One increasingly popular means of funding LTC is an immediate needs annuity such as those provided by Partnership Assurance, Axa and LV=.
Partnership chairman Ian Owen says that while clients may not like the idea of an annuity, which “dies with them”, the beauty of an annuity is that it guarantees a level of fee funding for life. This is a huge benefit when families are worried that funding for care will run out and that a local authority will refuse to pay fees in the resident’s current care home and will move the relative to somewhere less expensive.”
A £20,000 annuity from Partnership, which specialises in providing enhanced rates for people with medical conditions, would cost a female aged 88 (roughly the average age for going into care) with a heart condition, dementia and who fails the activities of daily living test on several counts £80,652 with no escalation.

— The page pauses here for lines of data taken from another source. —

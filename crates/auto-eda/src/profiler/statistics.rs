//! Descriptive statistics for a single column.

use crate::types::DescribeRow;
use crate::utils::{non_null_f64_values, quantile_sorted, string_values, value_counts_ordered};
use polars::prelude::*;

/// Describe a numeric column: count, mean, std, min, quartiles, max.
pub(crate) fn describe_numeric(series: &Series) -> PolarsResult<DescribeRow> {
    let values = non_null_f64_values(series)?;
    let mut sorted = values.clone();
    sorted.sort_by(|a, b| a.total_cmp(b));

    Ok(DescribeRow {
        column: series.name().to_string(),
        count: values.len(),
        mean: calculate_mean(&values),
        std: calculate_std(&values),
        min: sorted.first().copied(),
        q25: quantile_sorted(&sorted, 0.25),
        median: quantile_sorted(&sorted, 0.5),
        q75: quantile_sorted(&sorted, 0.75),
        max: sorted.last().copied(),
        ..DescribeRow::default()
    })
}

/// Describe a categorical column: count, unique, top, freq.
pub(crate) fn describe_categorical(series: &Series) -> PolarsResult<DescribeRow> {
    let values: Vec<String> = string_values(series)?.into_iter().flatten().collect();
    let count = values.len();
    let counts = value_counts_ordered(values);
    let top = counts.first().cloned();

    Ok(DescribeRow {
        column: series.name().to_string(),
        count,
        unique: (count > 0).then_some(counts.len()),
        top: top.as_ref().map(|(value, _)| value.clone()),
        freq: top.map(|(_, freq)| freq),
        ..DescribeRow::default()
    })
}

/// Arithmetic mean, undefined for no values.
pub(crate) fn calculate_mean(values: &[f64]) -> Option<f64> {
    if values.is_empty() {
        return None;
    }
    Some(values.iter().sum::<f64>() / values.len() as f64)
}

/// Sample standard deviation (n - 1 denominator), undefined below two values.
pub(crate) fn calculate_std(values: &[f64]) -> Option<f64> {
    let n = values.len();
    if n < 2 {
        return None;
    }
    let mean = calculate_mean(values)?;
    let variance = values.iter().map(|v| (v - mean).powi(2)).sum::<f64>() / (n as f64 - 1.0);
    Some(variance.sqrt())
}
//! Imputation module for handling missing values.
//!
//! Only mean imputation of numeric columns is offered to the user.

mod statistical;

pub use statistical::StatisticalImputer;
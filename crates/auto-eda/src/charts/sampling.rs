//! Deterministic row sampling for the pairwise plot.

use polars::prelude::*;
use rand::prelude::*;

/// Row indices used by the pairwise plot.
///
/// Tables at or below `cap` rows are used whole. Larger tables yield exactly
/// `cap` distinct indices chosen by an RNG seeded with `seed`, returned in
/// ascending order. The same `(height, cap, seed)` always gives the same rows.
pub(crate) fn sample_row_indices(height: usize, cap: usize, seed: u64) -> Vec<usize> {
    if height <= cap {
        return (0..height).collect();
    }

    let mut rng = StdRng::seed_from_u64(seed);
    let indices: Vec<usize> = (0..height).collect();
    let mut sampled: Vec<usize> = indices.choose_multiple(&mut rng, cap).copied().collect();
    sampled.sort_unstable();
    sampled
}

/// Keep only the given rows of `df`, in table order.
pub(crate) fn take_rows(df: &DataFrame, indices: &[usize]) -> PolarsResult<DataFrame> {
    if indices.len() == df.height() {
        return Ok(df.clone());
    }

    let mut mask = vec![false; df.height()];
    for &idx in indices {
        mask[idx] = true;
    }
    df.filter(&BooleanChunked::new("sample".into(), &mask))
}
//! Statistical imputation methods.

use crate::error::Result;
use crate::profiler::calculate_mean;
use crate::utils::{fill_numeric_nulls, is_numeric_dtype, non_null_f64_values};
use polars::prelude::*;
use tracing::debug;

/// Statistical imputation methods for filling missing values.
pub struct StatisticalImputer;

impl StatisticalImputer {
    /// Apply mean imputation to one numeric column.
    ///
    /// The mean is taken over the column's non-missing values before any
    /// replacement. Returns whether the column was changed: columns without
    /// missing values, non-numeric columns and all-missing columns (mean
    /// undefined) are left as they are.
    pub fn apply_numeric_mean(
        df: &mut DataFrame,
        col_name: &str,
        processing_steps: &mut Vec<String>,
    ) -> Result<bool> {
        let (mean_val, series) = match df.column(col_name) {
            Ok(col) => {
                let series = col.as_materialized_series();
                if !is_numeric_dtype(series.dtype()) || series.null_count() == 0 {
                    return Ok(false);
                }
                let values = non_null_f64_values(series)?;
                (calculate_mean(&values), series.clone())
            }
            Err(_) => return Ok(false),
        };

        let Some(mean_val) = mean_val else {
            debug!("Mean of '{}' is undefined, leaving it missing", col_name);
            return Ok(false);
        };

        Self::fill_with_value(df, col_name, mean_val, &series, processing_steps, "mean")?;
        Ok(true)
    }

    /// Fill numeric column with a specific value.
    fn fill_with_value(
        df: &mut DataFrame,
        col_name: &str,
        fill_value: f64,
        series: &Series,
        processing_steps: &mut Vec<String>,
        method: &str,
    ) -> Result<()> {
        let missing = series.null_count();
        let filled = fill_numeric_nulls(series, fill_value)?;
        df.replace(col_name, filled)?;

        processing_steps.push(format!(
            "Filled {} missing values in '{}' with {}: {:.2}",
            missing, col_name, method, fill_value
        ));

        Ok(())
    }
}
//! User-triggered cleaning operations.
//!
//! - Dropping rows that contain any missing value
//! - Filling missing numeric values with the column mean
//!
//! Both operations derive a new [`Table`] version and are idempotent. They
//! are applied in the order the user enabled them; dropping first shrinks
//! the rows the mean is computed over, so the two orders can disagree.

use crate::error::{Result, ResultExt};
use crate::imputers::StatisticalImputer;
use crate::types::{CleaningOp, Table, ToggleState};
use crate::utils::is_numeric_dtype;
use polars::prelude::*;
use serde::{Deserialize, Serialize};
use tracing::{debug, info};

/// Result of applying the enabled cleaning operations.
#[derive(Debug, Clone)]
pub struct CleaningOutcome {
    /// The cleaned table, or the input table when nothing was enabled.
    pub table: Table,
    /// One entry per applied operation, in application order.
    pub applied: Vec<AppliedCleaning>,
}

/// Record of one applied cleaning operation.
#[derive(Debug, Clone, PartialEq, Serialize, Deserialize)]
pub struct AppliedCleaning {
    pub op: CleaningOp,
    /// User-facing success message.
    pub message: String,
    /// Detailed steps (rows removed, fill values).
    pub steps: Vec<String>,
}

/// Data cleaner for the dashboard's cleaning toggles.
pub struct DataCleaner;

impl DataCleaner {
    /// Apply every enabled operation in toggle order.
    pub fn apply(table: &Table, toggles: &ToggleState) -> Result<CleaningOutcome> {
        let mut current = table.clone();
        let mut applied = Vec::with_capacity(toggles.ops().len());

        for &op in toggles.ops() {
            let mut steps = Vec::new();
            current = match op {
                CleaningOp::DropMissing => Self::drop_missing_with_steps(&current, &mut steps)
                    .context("Dropping rows with missing values")?,
                CleaningOp::ImputeMean => Self::impute_mean_with_steps(&current, &mut steps)
                    .context("Filling missing values with column mean")?,
            };
            applied.push(AppliedCleaning {
                op,
                message: success_message(op).to_string(),
                steps,
            });
        }

        if !applied.is_empty() {
            info!(
                "Applied {} cleaning operation(s): table v{} -> v{}",
                applied.len(),
                table.version(),
                current.version()
            );
        }

        Ok(CleaningOutcome {
            table: current,
            applied,
        })
    }

    /// Remove every row that has a missing value in any column.
    pub fn drop_missing(table: &Table) -> Result<Table> {
        Self::drop_missing_with_steps(table, &mut Vec::new())
    }

    /// Replace missing numeric values with the mean of their column.
    ///
    /// Categorical columns keep their missing values.
    pub fn impute_mean(table: &Table) -> Result<Table> {
        Self::impute_mean_with_steps(table, &mut Vec::new())
    }

    fn drop_missing_with_steps(table: &Table, steps: &mut Vec<String>) -> Result<Table> {
        let df = table.df();
        let before_rows = df.height();

        let mut keep = BooleanChunked::full("keep".into(), true, before_rows);
        for col in df.get_columns() {
            if col.null_count() > 0 {
                keep = &keep & &col.as_materialized_series().is_not_null();
            }
        }
        let cleaned = df.filter(&keep)?;

        let rows_removed = before_rows - cleaned.height();
        if rows_removed > 0 {
            let pct = (rows_removed as f64 / before_rows as f64) * 100.0;
            steps.push(format!(
                "Removed {} rows with missing values ({:.1}%)",
                rows_removed, pct
            ));
            debug!("Removed {} rows with missing values", rows_removed);
        } else {
            steps.push("No rows with missing values found".to_string());
        }

        Ok(table.derive(cleaned))
    }

    fn impute_mean_with_steps(table: &Table, steps: &mut Vec<String>) -> Result<Table> {
        let mut df = table.df().clone();
        let numeric_columns: Vec<String> = df
            .get_columns()
            .iter()
            .filter(|col| is_numeric_dtype(col.dtype()))
            .map(|col| col.name().to_string())
            .collect();

        let mut filled = 0;
        for name in &numeric_columns {
            if StatisticalImputer::apply_numeric_mean(&mut df, name, steps)? {
                filled += 1;
            }
        }

        if filled == 0 {
            steps.push("No missing numeric values to fill".to_string());
        }
        debug!("Mean-imputed {} numeric columns", filled);

        Ok(table.derive(df))
    }
}

fn success_message(op: CleaningOp) -> &'static str {
    match op {
        CleaningOp::DropMissing => "Dropped rows with missing values",
        CleaningOp::ImputeMean => "Filled missing numeric values with column mean",
    }
}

The cost rises to £88,795 with 5 per cent escalation, £91,306 with 5 per cent escalation and 50 per cent capital protection and £102,757 with 5 per cent escalation and 75 per cent capital protection.
An immediate care annuity can also be used for those who want to get care in their own homes rather than going into a care home.
Janet Davies, managing director of long-term care specialist Symponia, says: “Immediate care plans are just as practical for people choosing to stay in their own homes. The calculations will, of course, be slightly different but the concepts and ben- efits are exactly the same.”
Owen says another popular option for those seeking to keep costs down is the deferred needs annuity. This is can be a less expensive option than an immediate care annuity because it will only start making payments after the purchaser has been in care for a set period of time, usually three years.
“Where money needs to be saved, purchasers may split their funding between immediate care and deferred care annuities,” says Owen.
Popular in the US but failing to catch on here are insurance-based long-term care policies, which buyers take out in their late fifties.
Owen says: “The market here is tiny. This is mainly because people in the target age group are buying feelgood products and not thinking about extreme old age. It is also a relatively expensive option. People tend to think they will use their home to fund LTC or, if they have spare assets, go down a route such as buy to let to generate extra income.”